Immediately after Mr. Ossana's arrest, the County Attorney refused to return to Ossana a large amount of cash seized during the search of the Ossana residence. The County Attorney asserted that the cash was evidence of a transaction with a confidential informant that occurred some time before the arrest. When Ossana’s attorney sought particulars regarding the alleged transaction with the supposed informant, the County Attorney refused to divulge the information, despite the fact that Ossana was clearly entitled to it. The prolonged wrangling that followed, described in this Court’s opinion in Cannon v. Keller, 692 P.2d 740 (Utah 1984), prevented speedy resolution of the criminal charges.
Following the Cannon decision — in which the County Attorney’s position was flatly rejected as being entirely without merit — the case was remanded for further proceedings. After additional delay, and prompted by two orders from the district court, the County Attorney ultimately returned the funds to Ossana. It appears to me now, as it did at the time Cannon was decided, that the County Attorney came dangerously close to acting in bad faith when he claimed that the funds were evidence of some other transaction and yet refused to give any information of that transaction to the defendant and to adequately justify that refusal. In fact, given the ultimate resolution of the matter following the Cannon remand, the County Attorney’s conduct suggests that his position was taken principally to harass Ossana by denying him the use of his money pending the prosecution of the case.
If bad faith on the part of the State were demonstrated in a given case, I would charge the resulting delay against the State, ignore any complicity in the delay on the defendant’s part, and then determine the speedy trial issue. Were the delay as long as it was here, I would find a denial of the defendant’s rights. The prosecutor is entrusted with a tremendous amount of discretion in deciding whom to prosecute and how the prosecution is to be conducted. This imposes upon the prosecutor a corresponding duty to exercise this power with the utmost good faith. When it is not, the courts should not hesitate calling the State to account. As stated in State v. Brickey, 714 P.2d 644, 647 (Utah 1986), “[T]he prosecutor’s good faith is a fragile protection for the accused.”
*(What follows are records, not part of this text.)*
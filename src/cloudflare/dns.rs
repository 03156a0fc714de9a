//! DNS record endpoints and the zone-scoped record store.

use reqwest::Method;
use serde::{Deserialize, Serialize};
use tracing::debug;

use super::Client;
use crate::core::reconcile::{DesiredRecord, RecordStore};
use crate::error::{OpsError, Result};

/// A DNS record as returned by the provider.
#[derive(Debug, Clone, Deserialize)]
pub struct DnsRecord {
    pub id: String,
    pub name: String,
    #[serde(rename = "type")]
    pub kind: String,
    pub content: String,
    #[serde(default)]
    pub proxied: bool,
    #[serde(default)]
    pub ttl: u32,
}

/// Write payload for create and update calls.
#[derive(Debug, Serialize)]
struct RecordPayload<'a> {
    #[serde(rename = "type")]
    kind: &'a str,
    name: &'a str,
    content: &'a str,
    proxied: bool,
    ttl: u32,
}

impl<'a> From<&'a DesiredRecord> for RecordPayload<'a> {
    fn from(desired: &'a DesiredRecord) -> Self {
        Self {
            kind: &desired.kind,
            name: &desired.name,
            content: &desired.content,
            proxied: desired.proxied,
            ttl: desired.effective_ttl(),
        }
    }
}

impl Client {
    /// List records in a zone, optionally filtered by name and/or type.
    pub fn list_records(
        &self,
        zone: &str,
        name: Option<&str>,
        kind: Option<&str>,
    ) -> Result<Vec<DnsRecord>> {
        let mut query: Vec<(&str, &str)> = Vec::new();
        if let Some(name) = name {
            query.push(("name", name));
        }
        if let Some(kind) = kind {
            query.push(("type", kind));
        }

        let req = self
            .request(Method::GET, &format!("/zones/{}/dns_records", zone))
            .query(&query);
        self.send(req)
    }

    pub fn create_record(&self, zone: &str, desired: &DesiredRecord) -> Result<DnsRecord> {
        let req = self
            .request(Method::POST, &format!("/zones/{}/dns_records", zone))
            .json(&RecordPayload::from(desired));
        self.send(req)
    }

    pub fn update_record(&self, zone: &str, id: &str, desired: &DesiredRecord) -> Result<DnsRecord> {
        let req = self
            .request(Method::PUT, &format!("/zones/{}/dns_records/{}", zone, id))
            .json(&RecordPayload::from(desired));
        self.send(req)
    }

    pub fn delete_record(&self, zone: &str, id: &str) -> Result<()> {
        let req = self.request(Method::DELETE, &format!("/zones/{}/dns_records/{}", zone, id));
        self.send_unit(req)
    }

    /// Flip the proxy flag on the first record matching a name, keeping its
    /// other attributes. The ttl is forced to automatic while proxied.
    pub fn set_proxied(&self, zone: &str, name: &str, proxied: bool) -> Result<DnsRecord> {
        let records = self.list_records(zone, Some(name), None)?;
        let Some(existing) = records.into_iter().next() else {
            return Err(OpsError::RecordNotFound(name.to_string()));
        };

        debug!(name, proxied, "toggling proxy flag");
        let desired = DesiredRecord {
            name: existing.name,
            kind: existing.kind,
            content: existing.content,
            proxied,
            ttl: existing.ttl,
        };
        self.update_record(zone, &existing.id, &desired)
    }
}

/// A zone-scoped view of the record collection implementing the
/// reconciliation contract.
pub struct ZoneRecords<'a> {
    client: &'a Client,
    zone: &'a str,
}

impl<'a> ZoneRecords<'a> {
    pub fn new(client: &'a Client, zone: &'a str) -> Self {
        Self { client, zone }
    }
}

impl RecordStore for ZoneRecords<'_> {
    fn find(&mut self, name: &str, kind: &str) -> Result<Option<String>> {
        let records = self.client.list_records(self.zone, Some(name), Some(kind))?;
        // First match wins; duplicates are a documented limitation.
        Ok(records.into_iter().next().map(|r| r.id))
    }

    fn create(&mut self, desired: &DesiredRecord) -> Result<()> {
        self.client.create_record(self.zone, desired).map(|_| ())
    }

    fn update(&mut self, id: &str, desired: &DesiredRecord) -> Result<()> {
        self.client.update_record(self.zone, id, desired).map(|_| ())
    }
}

#[cfg(test)]
mod tests {
    use super::*;

    #[test]
    fn test_record_payload_forces_ttl_when_proxied() {
        let desired = DesiredRecord {
            name: "a.example.com".to_string(),
            kind: "A".to_string(),
            content: "1.2.3.4".to_string(),
            proxied: true,
            ttl: 3600,
        };
        let payload = RecordPayload::from(&desired);
        let json = serde_json::to_value(&payload).unwrap();
        assert_eq!(json["ttl"], 1);
        assert_eq!(json["type"], "A");
        assert_eq!(json["proxied"], true);
    }

    #[test]
    fn test_record_payload_keeps_ttl_when_direct() {
        let desired = DesiredRecord {
            name: "a.example.com".to_string(),
            kind: "A".to_string(),
            content: "1.2.3.4".to_string(),
            proxied: false,
            ttl: 3600,
        };
        let json = serde_json::to_value(&RecordPayload::from(&desired)).unwrap();
        assert_eq!(json["ttl"], 3600);
    }

    #[test]
    fn test_record_decodes_with_defaults() {
        let body = r#"{"id":"r1","name":"a.example.com","type":"A","content":"1.2.3.4"}"#;
        let record: DnsRecord = serde_json::from_str(body).unwrap();
        assert!(!record.proxied);
        assert_eq!(record.ttl, 0);
        assert_eq!(record.kind, "A");
    }
}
The present case, however, is not one that calls for charging the State with the delay occasioned by the fight over the funds and the consequent need for discovery. The County Attorney’s position, although quite questionable, was accepted by a district judge. See Cannon v. Keller, 692 P.2d at 742. That appears to preclude a finding of bad faith, since the district judge had the relevant facts before him. Under such circumstances, the defendant’s active complicity in the delay requires that the delay not be charged entirely against the State.
DURHAM, J., concurs in the concurring opinion of ZIMMERMAN, J.